Good point. Why exactly is Todd Smith’s contribution often ignored? Is the fact that he still releases music and movies, long after his creative and commercial peak, diminishing the value of his legacy? As the originator of the awkward (but widely adapted) GOAT tag, there’s no denying that LL Cool J was the ultimate MC. Arrogant to a fault, he went-up against the rap establishment of the day and destroyed them all. Never lost a battle. Your girl had his poster on her bedroom wall. You had his tape in your Walkman. Laid the blueprint for combining ’street’ records with broad-baiting chart toppers. Had the stones to kick Champagne Rap years before it became trendy….hold up. That’s a plus? Let’s not forget the ugly part of Cool J’s legacy either – he also made a career of ‘artistic compromise’. He was kicking ‘I Want You’ and ‘I Can Give You More’ to the dames on Radio, but the drum machine was still knocking in the background, but that ‘I Need Love’ shit? There was a reason he got booed off stage under a hail of coins from betrayed hardcore b-boys in the UK. In retrospect it seems like a stroke of marketing genius, but try explaining that to a kid who had memorized every line of ‘Rock The Bells’.
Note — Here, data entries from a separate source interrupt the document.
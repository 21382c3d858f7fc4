use tracing_subscriber::{fmt, prelude::*, EnvFilter};

/// Install the global subscriber. `RUST_LOG` wins over `default_filter`.
/// Calling this twice is harmless; the second call is ignored.
pub fn init_tracing(default_filter: &str, json: bool) {
    let filter = EnvFilter::try_from_default_env()
        .or_else(|_| EnvFilter::try_new(default_filter))
        .unwrap_or_else(|_| EnvFilter::new("info"));

    let registry = tracing_subscriber::registry().with(filter);
    let result = if json {
        registry
            .with(fmt::layer().json().with_target(false).with_writer(std::io::stderr))
            .try_init()
    } else {
        registry
            .with(fmt::layer().with_target(false).with_writer(std::io::stderr))
            .try_init()
    };

    if result.is_err() {
        tracing::debug!("Tracing subscriber already installed");
    }
}
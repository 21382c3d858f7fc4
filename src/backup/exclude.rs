use crate::error::ConfigError;
use globset::{GlobBuilder, GlobSet, GlobSetBuilder};
use std::path::Path;
use tracing::debug;

/// Shell-style exclude patterns compiled once into a single glob set.
///
/// `*` matches any run of characters including `/`, `?` matches one
/// character and `[...]` / `[!...]` are character classes. A candidate is
/// tested both relative to its source root and as an absolute path, so
/// `node_modules/*` and `/home/user/project/node_modules/*` both work.
#[derive(Debug, Clone)]
pub struct ExcludeMatcher {
    patterns: Vec<String>,
    set: GlobSet,
}

impl ExcludeMatcher {
    pub fn new<I, S>(patterns: I) -> Result<Self, ConfigError>
    where
        I: IntoIterator<Item = S>,
        S: AsRef<str>,
    {
        let patterns: Vec<String> = patterns
            .into_iter()
            .map(|p| p.as_ref().trim().to_string())
            .filter(|p| !p.is_empty())
            .collect();

        let mut builder = GlobSetBuilder::new();
        for pattern in &patterns {
            let glob = GlobBuilder::new(pattern)
                .literal_separator(false)
                .backslash_escape(true)
                .build()
                .map_err(|source| ConfigError::InvalidPattern {
                    pattern: pattern.clone(),
                    source,
                })?;
            debug!("Exclude pattern {} compiled", pattern);
            builder.add(glob);
        }

        let set = builder.build().map_err(|source| ConfigError::InvalidPattern {
            pattern: patterns.join(", "),
            source,
        })?;

        Ok(Self { patterns, set })
    }

    /// A matcher that excludes nothing.
    pub fn empty() -> Self {
        Self {
            patterns: Vec::new(),
            set: GlobSet::empty(),
        }
    }

    pub fn patterns(&self) -> &[String] {
        &self.patterns
    }

    pub fn is_empty(&self) -> bool {
        self.patterns.is_empty()
    }

    pub fn is_excluded(&self, path: &Path) -> bool {
        if self.is_empty() {
            return false;
        }
        self.set.is_match(path)
    }

    /// Directories are also tested with a trailing `/`, which lets
    /// `node_modules/*` prune the directory itself instead of only its
    /// children.
    pub fn is_entry_excluded(&self, relative: &Path, absolute: &Path, is_dir: bool) -> bool {
        if self.is_empty() {
            return false;
        }
        if self.set.is_match(relative) || self.set.is_match(absolute) {
            return true;
        }
        if !is_dir {
            return false;
        }

        let relative = relative.to_string_lossy();
        (!relative.is_empty() && self.set.is_match(format!("{}/", relative)))
            || self.set.is_match(format!("{}/", absolute.to_string_lossy()))
    }
}
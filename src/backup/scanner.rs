use super::{CancellationToken, Entry, EntryKind, ExcludeMatcher, Inventory, PARTIAL_PREFIX};
use crate::error::ScanError;
use filetime::FileTime;
use std::fs;
use std::io;
use std::os::unix::fs::PermissionsExt;
use std::path::{Path, PathBuf};
use tracing::{debug, info, warn};
use walkdir::WalkDir;

/// Result of walking one root.
#[derive(Debug, Default)]
pub struct ScanResult {
    pub inventory: Inventory,
    pub warnings: Vec<ScanError>,
    /// Namespace keys whose contents could not be fully read. Destination
    /// entries beneath them must not be deleted.
    pub incomplete: Vec<PathBuf>,
    pub excluded: usize,
    pub cancelled: bool,
}

#[derive(Debug, Clone, Copy, PartialEq, Eq)]
enum Namespace {
    /// Keys are prefixed with the root's basename and include the root.
    Source,
    /// Keys are relative to the root, which itself is left out.
    Destination,
}

/// Depth-first walker producing a flat inventory. Symlinks are recorded, never
/// followed, and excluded directories are pruned without descending.
pub struct TreeScanner<'a> {
    matcher: &'a ExcludeMatcher,
    pruned: Vec<PathBuf>,
    cancel_flag: Option<CancellationToken>,
}

impl<'a> TreeScanner<'a> {
    pub fn new(matcher: &'a ExcludeMatcher) -> Self {
        Self {
            matcher,
            pruned: Vec::new(),
            cancel_flag: None,
        }
    }

    pub fn with_cancel(mut self, token: CancellationToken) -> Self {
        self.cancel_flag = Some(token);
        self
    }

    /// Never descend into `path` (absolute). Used to keep a destination that
    /// lives inside a source root out of that root's scan.
    pub fn prune(mut self, path: impl Into<PathBuf>) -> Self {
        self.pruned.push(path.into());
        self
    }

    fn is_cancelled(&self) -> bool {
        self.cancel_flag
            .as_ref()
            .map(|t| t.is_cancelled())
            .unwrap_or(false)
    }

    pub fn scan_source(&self, root: &Path) -> ScanResult {
        self.walk(root, Namespace::Source)
    }

    pub fn scan_destination(&self, root: &Path) -> ScanResult {
        self.walk(root, Namespace::Destination)
    }

    fn walk(&self, root: &Path, namespace: Namespace) -> ScanResult {
        info!("Scanning {}", root.display());

        let prefix = match namespace {
            Namespace::Source => root.file_name().map(PathBuf::from).unwrap_or_default(),
            Namespace::Destination => PathBuf::new(),
        };
        let key_for = |path: &Path| -> PathBuf {
            match path.strip_prefix(root) {
                Ok(rel) if rel.as_os_str().is_empty() => prefix.clone(),
                Ok(rel) => prefix.join(rel),
                Err(_) => prefix.join(path),
            }
        };

        let mut result = ScanResult {
            inventory: Inventory::new(root),
            ..Default::default()
        };
        let mut excluded = 0usize;

        let min_depth = match namespace {
            Namespace::Source => 0,
            Namespace::Destination => 1,
        };

        let walker = WalkDir::new(root)
            .follow_links(false)
            .min_depth(min_depth)
            .into_iter()
            .filter_entry(|e| {
                if e.depth() == 0 {
                    return true;
                }
                if self.pruned.iter().any(|p| p == e.path()) {
                    debug!("Pruning {}", e.path().display());
                    return false;
                }
                let rel = e.path().strip_prefix(root).unwrap_or(e.path());
                if self
                    .matcher
                    .is_entry_excluded(rel, e.path(), e.file_type().is_dir())
                {
                    debug!("Excluding {}", e.path().display());
                    excluded += 1;
                    return false;
                }
                true
            });

        for item in walker {
            if self.is_cancelled() {
                result.cancelled = true;
                break;
            }

            let dir_entry = match item {
                Ok(entry) => entry,
                Err(err) => {
                    let path = err
                        .path()
                        .map(Path::to_path_buf)
                        .unwrap_or_else(|| root.to_path_buf());
                    warn!("Cannot scan {}: {}", path.display(), err);
                    result.incomplete.push(key_for(&path));
                    result.warnings.push(ScanError {
                        path,
                        source: err.into(),
                    });
                    continue;
                }
            };

            let path = dir_entry.path();
            let staging_name = dir_entry.depth() > 0
                && !dir_entry.file_type().is_dir()
                && dir_entry
                    .file_name()
                    .to_string_lossy()
                    .starts_with(PARTIAL_PREFIX);
            if staging_name {
                match namespace {
                    Namespace::Destination => {
                        debug!("Found stale partial {}", path.display());
                        result.inventory.artifacts.push(path.to_path_buf());
                    }
                    Namespace::Source => {
                        let err = ScanError::reserved(path.to_path_buf());
                        warn!("{}", err);
                        result.warnings.push(err);
                    }
                }
                continue;
            }

            match read_entry(&dir_entry) {
                Ok(entry) => {
                    result.inventory.insert(key_for(path), entry);
                }
                Err(err) => {
                    warn!("{}", err);
                    result.incomplete.push(key_for(path));
                    result.warnings.push(err);
                }
            }
        }

        result.excluded = excluded;
        info!(
            "Scan of {} complete: {} entries, {} excluded, {} warnings",
            root.display(),
            result.inventory.len(),
            result.excluded,
            result.warnings.len()
        );
        result
    }
}

/// The root itself is described by what it points to: a symlinked source
/// root is mirrored as the directory or file it resolves to.
fn read_entry(dir_entry: &walkdir::DirEntry) -> Result<Entry, ScanError> {
    let path = dir_entry.path().to_path_buf();
    let metadata = if dir_entry.depth() == 0 {
        fs::metadata(&path)
    } else {
        dir_entry.metadata().map_err(io::Error::from)
    };
    let metadata = match metadata {
        Ok(m) => m,
        Err(source) => return Err(ScanError { path, source }),
    };

    let file_type = metadata.file_type();
    let kind = if file_type.is_symlink() {
        EntryKind::Symlink
    } else if file_type.is_dir() {
        EntryKind::Directory
    } else if file_type.is_file() {
        EntryKind::File
    } else {
        return Err(ScanError::unsupported(path));
    };

    let target = if kind == EntryKind::Symlink {
        match fs::read_link(&path) {
            Ok(target) => Some(target),
            Err(source) => return Err(ScanError { path, source }),
        }
    } else {
        None
    };

    Ok(Entry {
        kind,
        size: metadata.len(),
        modified: FileTime::from_last_modification_time(&metadata),
        mode: metadata.permissions().mode() & 0o7777,
        target,
        path,
    })
}

#[cfg(test)]
mod tests {
    use super::*;
    use std::os::unix::fs::symlink;
    use tempfile::TempDir;

    fn tree() -> TempDir {
        let tmp = TempDir::new().unwrap();
        let root = tmp.path().join("a");
        fs::create_dir_all(root.join("sub")).unwrap();
        fs::create_dir_all(root.join("node_modules/pkg")).unwrap();
        fs::write(root.join("keep.txt"), b"0123456789").unwrap();
        fs::write(root.join("tmp.log"), b"log").unwrap();
        fs::write(root.join("sub/inner.txt"), b"inner").unwrap();
        fs::write(root.join("node_modules/pkg/index.js"), b"js").unwrap();
        symlink("sub", root.join("link")).unwrap();
        tmp
    }

    #[test]
    fn test_source_scan_prefixes_basename() {
        let tmp = tree();
        let matcher = ExcludeMatcher::empty();
        let result = TreeScanner::new(&matcher).scan_source(&tmp.path().join("a"));

        let inv = &result.inventory;
        assert!(result.warnings.is_empty());
        assert_eq!(inv.get(Path::new("a")).unwrap().kind, EntryKind::Directory);
        let keep = inv.get(Path::new("a/keep.txt")).unwrap();
        assert_eq!(keep.kind, EntryKind::File);
        assert_eq!(keep.size, 10);
        assert!(inv.get(Path::new("a/sub/inner.txt")).is_some());
        assert!(inv.get(Path::new("a/node_modules/pkg/index.js")).is_some());
    }

    #[test]
    fn test_symlinks_recorded_not_followed() {
        let tmp = tree();
        let matcher = ExcludeMatcher::empty();
        let result = TreeScanner::new(&matcher).scan_source(&tmp.path().join("a"));

        let link = result.inventory.get(Path::new("a/link")).unwrap();
        assert_eq!(link.kind, EntryKind::Symlink);
        assert_eq!(link.target.as_deref(), Some(Path::new("sub")));
        assert!(result.inventory.get(Path::new("a/link/inner.txt")).is_none());
    }

    #[test]
    fn test_excludes_prune_subtrees() {
        let tmp = tree();
        let matcher = ExcludeMatcher::new(["*.log", "node_modules/*"]).unwrap();
        let result = TreeScanner::new(&matcher).scan_source(&tmp.path().join("a"));

        let inv = &result.inventory;
        assert!(inv.get(Path::new("a/tmp.log")).is_none());
        assert!(inv.get(Path::new("a/node_modules")).is_none());
        assert!(inv.get(Path::new("a/node_modules/pkg/index.js")).is_none());
        assert!(inv.get(Path::new("a/keep.txt")).is_some());
        assert_eq!(result.excluded, 2);
    }

    #[test]
    fn test_destination_scan_skips_root_and_collects_artifacts() {
        let tmp = TempDir::new().unwrap();
        fs::create_dir(tmp.path().join("a")).unwrap();
        fs::write(tmp.path().join("a/file"), b"x").unwrap();
        let partial = tmp.path().join(format!("a/{}abc", PARTIAL_PREFIX));
        fs::write(&partial, b"half").unwrap();

        let matcher = ExcludeMatcher::empty();
        let result = TreeScanner::new(&matcher).scan_destination(tmp.path());

        assert_eq!(result.inventory.len(), 2);
        assert!(result.inventory.get(Path::new("a")).is_some());
        assert!(result.inventory.get(Path::new("a/file")).is_some());
        assert_eq!(result.inventory.artifacts, vec![partial]);
    }

    #[test]
    fn test_pruned_path_not_scanned() {
        let tmp = tree();
        let matcher = ExcludeMatcher::empty();
        let root = tmp.path().join("a");
        let result = TreeScanner::new(&matcher)
            .prune(root.join("sub"))
            .scan_source(&root);
        assert!(result.inventory.get(Path::new("a/sub")).is_none());
        assert!(result.inventory.get(Path::new("a/keep.txt")).is_some());
    }

    #[test]
    fn test_cancelled_scan_stops_early() {
        let tmp = tree();
        let matcher = ExcludeMatcher::empty();
        let token = CancellationToken::new();
        token.cancel();
        let result = TreeScanner::new(&matcher)
            .with_cancel(token)
            .scan_source(&tmp.path().join("a"));
        assert!(result.cancelled);
        assert!(result.inventory.is_empty());
    }

    #[test]
    fn test_symlinked_root_scanned_as_directory() {
        let tmp = tree();
        let link = tmp.path().join("docs");
        symlink(tmp.path().join("a"), &link).unwrap();

        let matcher = ExcludeMatcher::empty();
        let result = TreeScanner::new(&matcher).scan_source(&link);

        let root = result.inventory.get(Path::new("docs")).unwrap();
        assert_eq!(root.kind, EntryKind::Directory);
        assert!(root.target.is_none());
        assert_eq!(
            result.inventory.get(Path::new("docs/keep.txt")).unwrap().kind,
            EntryKind::File
        );
        // Links below the root are still recorded as links
        assert_eq!(
            result.inventory.get(Path::new("docs/link")).unwrap().kind,
            EntryKind::Symlink
        );
    }

    #[test]
    fn test_socket_is_warning_without_entry() {
        let tmp = tree();
        let socket = tmp.path().join("a/agent.sock");
        let _listener = std::os::unix::net::UnixListener::bind(&socket).unwrap();

        let matcher = ExcludeMatcher::empty();
        let result = TreeScanner::new(&matcher).scan_source(&tmp.path().join("a"));

        assert!(result.inventory.get(Path::new("a/agent.sock")).is_none());
        assert_eq!(result.warnings.len(), 1);
        assert_eq!(result.warnings[0].path, socket);
        assert_eq!(result.warnings[0].source.kind(), io::ErrorKind::Unsupported);
        assert!(result.inventory.get(Path::new("a/keep.txt")).is_some());
    }

    #[test]
    fn test_source_file_with_staging_prefix_is_skipped() {
        let tmp = tree();
        let odd = tmp.path().join(format!("a/{}notes", PARTIAL_PREFIX));
        fs::write(&odd, b"x").unwrap();

        let matcher = ExcludeMatcher::empty();
        let result = TreeScanner::new(&matcher).scan_source(&tmp.path().join("a"));

        assert_eq!(result.warnings.len(), 1);
        assert_eq!(result.warnings[0].path, odd);
        assert!(result.incomplete.is_empty());
        assert!(result.inventory.artifacts.is_empty());
        assert_eq!(
            result
                .inventory
                .entries
                .keys()
                .filter(|k| k.to_string_lossy().contains(PARTIAL_PREFIX))
                .count(),
            0
        );
    }

    #[test]
    fn test_unreadable_directory_is_warning() {
        if rustix::process::geteuid().is_root() {
            eprintln!(
                "skipping test_unreadable_directory_is_warning: permission bits do not restrict root"
            );
            return;
        }
        let tmp = tree();
        let locked = tmp.path().join("a/sub");
        fs::set_permissions(&locked, fs::Permissions::from_mode(0o000)).unwrap();

        let matcher = ExcludeMatcher::empty();
        let result = TreeScanner::new(&matcher).scan_source(&tmp.path().join("a"));
        fs::set_permissions(&locked, fs::Permissions::from_mode(0o755)).unwrap();

        assert_eq!(result.warnings.len(), 1);
        assert_eq!(result.incomplete, vec![PathBuf::from("a/sub")]);
        assert!(result.inventory.get(Path::new("a/keep.txt")).is_some());
    }
}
LL is the reason that so many admire Jay-Z’s ability to mix hardcore, club and pop records on any given album. A purists nightmare who recorded some of the rawest examples of pure lyrically wizardry every set to a beat. Did what he had to in order to survive in the shark-infested waters of the music industry, and we loved to hate him for it. Even Mama Said Knock You Out, which contains blood-thirsty burners such as ‘Murdergram’ and ‘To Da Break of Dawn’ is littered with the usual Cool J lover man jams that no red-blooded male would ever be caught dead blasting out their car window. But how can you deny the stripes of a kid who literally had thirty garbage bags full of rhymes that he’d penned while he still in high school? Who still came out his grandma’s house even though every tough guy in Queens was gunning for him ‘cos he winked at their shorty? And who, at the height of his game, was without a shadow of a doubt the best rapper in the world.

It’s easy to blame Uncle L for many of today’s unfortunate trends – rapper’s who want to act, rapper’s who hate wearing shirts and rapper’s who love hats, but there are just as many standards that he set that have sadly been allowed to fall by the wayside. Things like advanced vocabularies.

Silver Fox, who mentored LL that summer before he signed with Def Jam, explained another aspect of the Cool J phenomenon:

‘All the old school rappers were getting older, and there was a new generation that were buying records – and you don’t want to buy a record that your dad’s making, right? And L opened up the door for a lotta these young cats to start coming out. Before there was a Will Smith, there was LL! What I love about L, man – his first album, there wasn’t a curse word on it! Wait, maybe one song [laughs] He did ‘Jack The Ripper’ – that was the baddest! Wasn’t no cursing, no talking about slinging your drugs. He didn’t talk about what kind of gold he had on – he just wore it! He didn’t talk about his watch – he just let you see it!’

That all seems like such a long time ago…actually, it was. While having a sit-com and writing fitness books might do wonders for his image with mainstream America, LL’s extra-curricular activities have gradually diminished his brand as a Top 10 Dead-Or Alive MC. Do you need to be gunned-down in your prime or become a multi-millionaire in order to be in consideration for the upper-tier of Greatest MC’s lists?